Sue’s Memorial

My sister Sue’s memorial service was held on Sunday. Here’s a little something that I wrote and read at the service, in memory of my divine sibling:

Sue dropped me once. I was still a toddler, we were jumping on the bed and I bounced right off and landed on my teeth. I don’t remember it at all, except a vague recollection of being on a table and doctors looking at me and a bright light shining on my face. One day when I was a teenager, Sue asked me, “Do you remember me dropping you when you were a baby?” and told me the story.

Shocked, I replied no, what else was she going to tell me, that I was also brain-damaged? I detected that she was carrying around a slight sense of guilt, but having no access to the memory and ostensibly suffering no consequences, I tried to allay her perceived concerns. “No, no, I have no memory whatsoever.”

What I relished was this idea that I had finally been able to jump on the bed, which mom and dad never allowed. I imagined us bouncing around and laughing, her tickling me and trying to make me bounce higher and higher, that unrestrained joy that you see in kids’ faces.

Then a few years later, she asked me, “Do you remember me driving you and Mark around in the station wagon and going over that bump in the road?”

Oh no, I thought, what now?

“Well,” she continued, “I thought it would be fun to go over the bump really fast with you guys. You weren’t wearing seat belts and you both flew out of your seats, up into the air, floating in space for a moment, nearly banging your heads on the roof of the car, crying and screaming as you landed back in your seats.”

She laughed, more amused by the memory than disturbed by the thought of seatbeltless kids flying around in a speeding car.

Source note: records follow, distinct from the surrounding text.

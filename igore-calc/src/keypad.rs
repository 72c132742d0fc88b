//! Keypad buttons and the click-to-calculator mapping.
//!
//! Each click becomes exactly one [`Calculator`] call; the returned display
//! value and a [`Status`] describing the action go back to the window.

use crate::calculator::{CalcError, Calculator, Digit, Operation, UnaryOp};

#[derive(Debug, Clone, Copy, PartialEq, Eq)]
pub enum Button {
    Digit(Digit),
    Decimal,
    Operator(Operation),
    Equals,
    Clear,
    Unary(UnaryOp),
}

/// Groups keys for styling.
#[derive(Debug, Clone, Copy, PartialEq, Eq)]
pub enum ButtonKind {
    Digit,
    Function,
    Operator,
    Clear,
}

const fn digit(n: u8) -> Button {
    match Digit::new(n) {
        Some(d) => Button::Digit(d),
        None => panic!("digit out of range"),
    }
}

/// Keypad rows, top to bottom.
pub const LAYOUT: [[Button; 4]; 5] = [
    [Button::Clear, Button::Unary(UnaryOp::Negate), Button::Unary(UnaryOp::Sqrt), Button::Operator(Operation::Divide)],
    [digit(7), digit(8), digit(9), Button::Operator(Operation::Multiply)],
    [digit(4), digit(5), digit(6), Button::Operator(Operation::Subtract)],
    [digit(1), digit(2), digit(3), Button::Operator(Operation::Add)],
    [digit(0), Button::Decimal, Button::Unary(UnaryOp::Square), Button::Equals],
];

impl Button {
    pub fn label(self) -> &'static str {
        match self {
            Button::Digit(d) => DIGIT_LABELS[d.value() as usize],
            Button::Decimal => ".",
            Button::Operator(op) => op.symbol(),
            Button::Equals => "=",
            Button::Clear => "AC",
            Button::Unary(UnaryOp::Negate) => "±",
            Button::Unary(UnaryOp::Sqrt) => "√",
            Button::Unary(UnaryOp::Square) => "x²",
        }
    }

    pub fn kind(self) -> ButtonKind {
        match self {
            Button::Digit(_) | Button::Decimal => ButtonKind::Digit,
            Button::Unary(_) => ButtonKind::Function,
            Button::Operator(_) | Button::Equals => ButtonKind::Operator,
            Button::Clear => ButtonKind::Clear,
        }
    }
}

const DIGIT_LABELS: [&str; 10] = ["0", "1", "2", "3", "4", "5", "6", "7", "8", "9"];

/// The most recent action, for the status line.
#[derive(Debug, Clone, PartialEq)]
pub enum Status {
    Ready,
    Digit(Digit),
    Decimal,
    Operator(Operation),
    Result,
    CalcFailed(CalcError),
    /// Input ignored while an error is on screen.
    Locked,
    Cleared,
    Negated,
    SquareRoot { input: f64, output: f64 },
    Squared { input: f64, output: f64 },
    /// A handler panicked; carries the panic text.
    Internal(String),
}

/// Result of one click.
#[derive(Debug, Clone, PartialEq)]
pub struct Outcome {
    /// Raw display value; pass it through `display::render` before showing.
    pub display: String,
    pub status: Status,
}

pub fn dispatch(calc: &mut Calculator, button: Button) -> Outcome {
    tracing::debug!(button = button.label(), "key pressed");

    if calc.is_error() && button != Button::Clear {
        return Outcome { display: calc.display(), status: Status::Locked };
    }

    let input = calc.current_value();
    let display = match button {
        Button::Digit(d) => calc.input_digit(d),
        Button::Decimal => calc.input_decimal_point(),
        Button::Operator(op) => calc.input_operator(op),
        Button::Equals => calc.evaluate(),
        Button::Clear => calc.reset(),
        Button::Unary(op) => calc.apply_unary(op),
    };

    let status = match (calc.last_error(), button) {
        (Some(e), _) => Status::CalcFailed(e.clone()),
        (None, Button::Digit(d)) => Status::Digit(d),
        (None, Button::Decimal) => Status::Decimal,
        (None, Button::Operator(op)) => Status::Operator(op),
        (None, Button::Equals) => Status::Result,
        (None, Button::Clear) => Status::Cleared,
        (None, Button::Unary(UnaryOp::Negate)) => Status::Negated,
        (None, Button::Unary(op)) => {
            let output = calc.current_value().unwrap_or_default();
            let input = input.unwrap_or_default();
            if op == UnaryOp::Sqrt {
                Status::SquareRoot { input, output }
            } else {
                Status::Squared { input, output }
            }
        }
    };

    Outcome { display, status }
}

I loved the idea of Sue’s daredevil driving, clearly meant to amuse us, and imagined us hovering in the air, like little astronauts.

Sue never revealed any more near-death encounters that she contributed to my childhood. I mentioned these incidents to Carol last night, and she remembers driving the car. Mark and I do that sometimes, occasionally appropriating the memories of each other as our own. “Hey, that happened to me, not you!” It never seems to matter much who had the actual experience, as siblings our memories have become part of a collective mythic childhood narrative where nothing much went wrong, where the joy of just being together overrode concerns for personal safety or even potential brain damage.

Sue, or maybe Carol, gave me the closest thing to being an astronaut, which surely every boy my age at some point desired to be. Missing Sue is like what I imagine astronauts feel when they return to earth, the heaviness of gravity suddenly apparent after months of weightlessness. If Sue didn’t kill me by dropping me or driving like a crazy woman, she made me feel, every day that we were together, that we were little kids jumping on a bed, higher and higher, laughing hysterically. “Just one more time, please,” I want to yell, a little kid again, “Come on, Susie, one more timeā€¦”

Sue, Stavros, and a New Furry Companion

Over the past few months, Stavros came to San Francisco for a visit, my older sister Sue died, and Big Chrissy bought a dog.

Sue was someone who loomed large over my artistic and emotional development. She was there my entire life, always a presence, always available, always loving… just always there. There’s nothing comparable to losing her, and no metaphor that I can imagine that accurately describes the feelings of total panic and despair that I feel when I see and hear her so vividly and completely in my imagination, and yet can’t pick up the phone to talk to her, can’t touch her. Ever again.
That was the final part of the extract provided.